I'm making an application similar to Auto Hot Key, which reads some pixels in the screen, makes some computations and then performs some mouse clicks.

I have 3 different kinds of tests which I intend to do:

  1. I know I'll make use of Unit Tests, for testing indivudal classes to make sure each one of those makes what it's supposed to do.
  2. Now, I'll also want to test that all the logic my program has to do is correct. In this kind of test, I'll want to fake the mouse input and also fake the class that performs the mouse click on the system. What would this kind of tests be called?
  3. I'll also want a third kind of test, where I check that it actually does everything it should in a real system (i.e., it actually will read real system's screen pixels, it will actually perform mouse clicks on my computer, etc). How is this kind of test called? Full Integration Test? System Test?

Thanks

+1  A: 

Yes UI (or GUI) testing falls under system testing.
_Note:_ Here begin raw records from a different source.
#[cfg(test)]
mod tests {
    use super::*;
    use nba_api::chart::StatKey;
    use nba_api::{Conference, GameSide};

    fn log(id: &str, opp: &str, pts: f64) -> GameLogEntry {
        GameLogEntry {
            game_id: id.into(),
            opponent: opp.into(),
            pts,
            minutes: 30.0,
            ..Default::default()
        }
    }

    fn profile_with(logs: Vec<GameLogEntry>) -> PlayerProfile {
        PlayerProfile {
            player_id: "1".into(),
            game_logs: logs,
            ..Default::default()
        }
    }

    fn teammate(id: &str) -> Player {
        Player { id: id.into(), name: format!("Player {id}"), ..Default::default() }
    }

    #[test]
    fn cycle_option_wraps_through_all() {
        let opts = vec!["a".to_string(), "b".to_string()];
        let mut cur = None;
        cur = cycle_option(&cur, &opts);
        assert_eq!(cur.as_deref(), Some("a"));
        cur = cycle_option(&cur, &opts);
        assert_eq!(cur.as_deref(), Some("b"));
        cur = cycle_option(&cur, &opts);
        assert_eq!(cur, None);
        assert_eq!(cycle_option::<String>(&None, &[]), None);
    }

    #[test]
    fn pager_stays_in_bounds() {
        let mut pager = Pager::default();
        pager.prev();
        assert_eq!(pager.page, 1);
        pager.next(25);
        pager.next(25);
        pager.next(25);
        assert_eq!(pager.page, 3);
        pager.next(0);
        assert_eq!(pager.page, 3);
        let mut empty = Pager::default();
        empty.next(0);
        assert_eq!(empty.page, 1);
        assert_eq!(empty.page_count(0), 1);
    }

    #[test]
    fn changing_rows_per_page_resets_to_first_page() {
        let mut pager = Pager { page: 4, rows_per_page: 5 };
        pager.cycle_rows_per_page();
        assert_eq!(pager, Pager { page: 1, rows_per_page: 10 });
        pager.set_rows_per_page(50);
        pager.cycle_rows_per_page();
        assert_eq!(pager.rows_per_page, 5);
    }

    #[test]
    fn profile_page_is_newest_first() {
        let mut state = ProfileState::default();
        let logs = (1..=12).map(|i| log(&i.to_string(), "BOS", i as f64)).collect();
        state.load(profile_with(logs), Vec::new());
        let first: Vec<&str> = state.log_page().iter().map(|g| g.game_id.as_str()).collect();
        assert_eq!(first.len(), 10);
        assert_eq!(first[0], "12");
        state.next_page();
        state.next_page();
        assert_eq!(state.pager.page, 2);
        let second: Vec<&str> = state.log_page().iter().map(|g| g.game_id.as_str()).collect();
        assert_eq!(second, ["2", "1"]);
    }

    #[test]
    fn loading_a_new_player_keeps_stat_and_threshold() {
        let mut state = ProfileState::default();
        state.load(profile_with(vec![log("1", "BOS", 10.0)]), Vec::new());
        state.next_stat();
        state.raise_threshold();
        state.cycle_opponent();
        assert_eq!(state.criteria.opponent.as_deref(), Some("BOS"));

        let next = PlayerProfile { player_id: "2".into(), ..profile_with(vec![log("9", "MIA", 4.0)]) };
        state.load(next, Vec::new());
        assert_eq!(state.criteria.stat, StatKey::Rebounds);
        assert_eq!(state.criteria.threshold, 18.0);
        assert_eq!(state.criteria.opponent, None);
        assert_eq!(state.opponents, ["MIA"]);
    }

    #[test]
    fn reloading_same_player_keeps_filters_and_page() {
        let mut state = ProfileState::default();
        let logs: Vec<_> = (1..=25).map(|i| log(&i.to_string(), "BOS", i as f64)).collect();
        state.load(profile_with(logs.clone()), vec![teammate("7"), teammate("8")]);
        state.cycle_opponent();
        state.cycle_min_minutes();
        state.cycle_outcome();
        state.cycle_teammate();
        state.cycle_teammate();
        state.on_teammate_loaded("8", &[log("3", "BOS", 0.0)]);
        state.next_page();
        state.next_page();
        assert_eq!(state.pager.page, 3);

        state.load(profile_with(logs), vec![teammate("8"), teammate("9")]);
        assert_eq!(state.criteria.opponent.as_deref(), Some("BOS"));
        assert_eq!(state.criteria.min_minutes, Some(MINUTES_PRESETS[0]));
        assert_eq!(state.criteria.outcome, Some(Outcome::Win));
        assert_eq!(state.selected_teammate().map(|p| p.id.as_str()), Some("8"));
        assert_eq!(state.presence, Some(Presence::With));
        assert!(state.criteria.teammate.is_some());
        assert_eq!(state.pager.page, 3);

        // fewer games now: page clamps, teammate gone from the roster
        state.load(profile_with(vec![log("1", "BOS", 1.0)]), vec![teammate("9")]);
        assert_eq!(state.pager.page, 1);
        assert_eq!(state.teammate, None);
        assert_eq!(state.presence, None);
        assert!(state.criteria.teammate.is_none());
    }

    #[test]
    fn teammate_filter_applies_once_logs_arrive() {
        let mut state = ProfileState::default();
        let logs = vec![log("1", "BOS", 10.0), log("2", "NYK", 20.0), log("3", "MIA", 30.0)];
        state.load(profile_with(logs), vec![teammate("7"), teammate("8")]);

        assert_eq!(state.cycle_teammate().as_deref(), Some("7"));
        assert_eq!(state.chart_window().len(), 3);

        state.on_teammate_loaded("7", &[log("2", "NYK", 1.0)]);
        assert_eq!(state.chart_window().len(), 1);

        state.toggle_presence();
        let ids: Vec<&str> = state.chart_window().iter().map(|g| g.game_id.as_str()).collect();
        assert_eq!(ids, ["1", "3"]);
    }

    #[test]
    fn stale_teammate_logs_are_ignored() {
        let mut state = ProfileState::default();
        state.load(profile_with(vec![log("1", "BOS", 10.0)]), vec![teammate("7"), teammate("8")]);
        state.cycle_teammate();
        state.cycle_teammate();
        state.on_teammate_loaded("7", &[]);
        assert!(state.criteria.teammate.is_none());
        assert_eq!(state.cycle_teammate(), None);
        assert_eq!(state.presence, None);
    }

    #[test]
    fn threshold_never_goes_negative() {
        let mut state = ProfileState::default();
        state.criteria.threshold = 0.25;
        state.lower_threshold();
        assert_eq!(state.criteria.threshold, 0.0);
    }

    #[test]
    fn scoreboard_reload_keeps_cursor_on_same_game() {
        let game = |id: &str| Game { id: id.into(), away: GameSide::default(), ..Default::default() };
        let mut state = GamesState::default();
        state.load(vec![game("a"), game("b"), game("c")]);
        state.select_next();
        state.select_next();
        state.load(vec![game("c"), game("a")]);
        assert_eq!(state.selected_game().map(|g| g.id.as_str()), Some("c"));
        state.load(Vec::new());
        assert_eq!(state.selected, 0);
        assert!(state.selected_game().is_none());
    }

    #[test]
    fn players_selection_follows_filters() {
        let mut state = PlayersState::default();
        state.load(vec![
            Player { id: "1".into(), name: "Al Jones".into(), team_name: "A".into(), ..Default::default() },
            Player { id: "2".into(), name: "Bob Smith".into(), team_name: "B".into(), ..Default::default() },
        ]);
        state.select_next();
        assert_eq!(state.selected_player().map(|p| p.id.as_str()), Some("2"));
        state.cycle_team();
        assert_eq!(state.query.team.as_deref(), Some("A"));
        assert_eq!(state.selected_player().map(|p| p.id.as_str()), Some("1"));
        state.clear_filters();
        assert_eq!(state.visible.len(), 2);
    }

    #[test]
    fn standings_selection_spans_both_conferences() {
        let team = |id: &str, conf, rank| Team {
            id: id.into(),
            name: format!("Team {id}"),
            conference: Some(conf),
            playoff_rank: Some(rank),
            ..Default::default()
        };
        let mut state = StandingsState::default();
        state.load(vec![team("w1", Conference::West, 1), team("e1", Conference::East, 1)]);
        assert_eq!(state.selected_team().map(|t| t.id), Some("e1".to_string()));
        state.select_next();
        state.select_next();
        assert_eq!(state.selected_team().map(|t| t.id), Some("w1".to_string()));
        state.push_search('e');
        state.push_search('1');
        assert_eq!(state.selected_team().map(|t| t.id), Some("e1".to_string()));
    }
}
See http://en.wikipedia.org/wiki/System_testing for more.

I can provide some help on how to do those tests if they are web-based. You could use

  1. Selinium
  2. YUI Unit test framework etc.

Best of luck...

MovieYoda
A: 

The second and third are both System Tests. There is a step in between Unit Testing and System Testing called Integration Testing where you combine multiple different parts of the system to test how they communicate, but you don't actually put the whole system together yet.

If you want to do the second step on the GUI, what you call it depends on what it is. If you're only testing the GUI alone with a screen reader and/or a mouse clicker, that's a Unit Test. If you have the whole system put together, it's a System Test. I don't see where you would use these tools for Integration Testing.

I think the important thing isn't what it's called, though. The important thing is that you are thorough and make sure that your application works as intended. To me, this involves taking personal responsibility for putting together a test suite that doesn't overlook any aspect of the system.